►

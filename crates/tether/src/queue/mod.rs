//! Direct-message queue: smart pull first, backend fallback second.

pub mod models;
mod service;

pub use models::{DirectQueueEntry, DirectStatus, MAX_QUEUE_LIMIT, QueueFilter};
pub use service::{DirectConfig, DirectMode, DirectOutcome, DirectQueue, Resolution};
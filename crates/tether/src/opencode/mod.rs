//! Client for the OpenCode server HTTP API.
//!
//! Only the handful of endpoints the hub consumes are modelled: session
//! listing/creation, prompt submission (sync and fire-and-forget), abort,
//! health and dispose.

mod client;
mod error;
mod types;

pub use client::OpenCodeClient;
#[cfg(test)]
pub(crate) use client::test_server;
pub use error::{OpenCodeError, OpenCodeResult};
pub use types::{HealthInfo, MessageReply, RemoteSession, SessionTime};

◄

## Problem to work on
Set down the material above exactly, in full.

## Response area
filename crates/tether/src/queue/mod.rs
//! Direct-message queue: smart pull first, backend fallback second.

pub mod models;
mod service;

pub use models::{DirectQueueEntry, DirectStatus, MAX_QUEUE_LIMIT, QueueFilter};
pub use service::{DirectConfig, DirectMode, DirectOutcome, DirectQueue, Resolution};
filename crates/tether/src/opencode/mod.rs
//! Client for the OpenCode server HTTP API.
//!
//! Only the handful of endpoints the hub consumes are modelled: session
//! listing/creation, prompt submission (sync and fire-and-forget), abort,
//! health and dispose.

mod client;
mod error;
mod types;

pub use client::OpenCodeClient;
#[cfg(test)]
pub(crate) use client::test_server;
pub use error::{OpenCodeError, OpenCodeResult};
pub use types::{HealthInfo, MessageReply, RemoteSession, SessionTime};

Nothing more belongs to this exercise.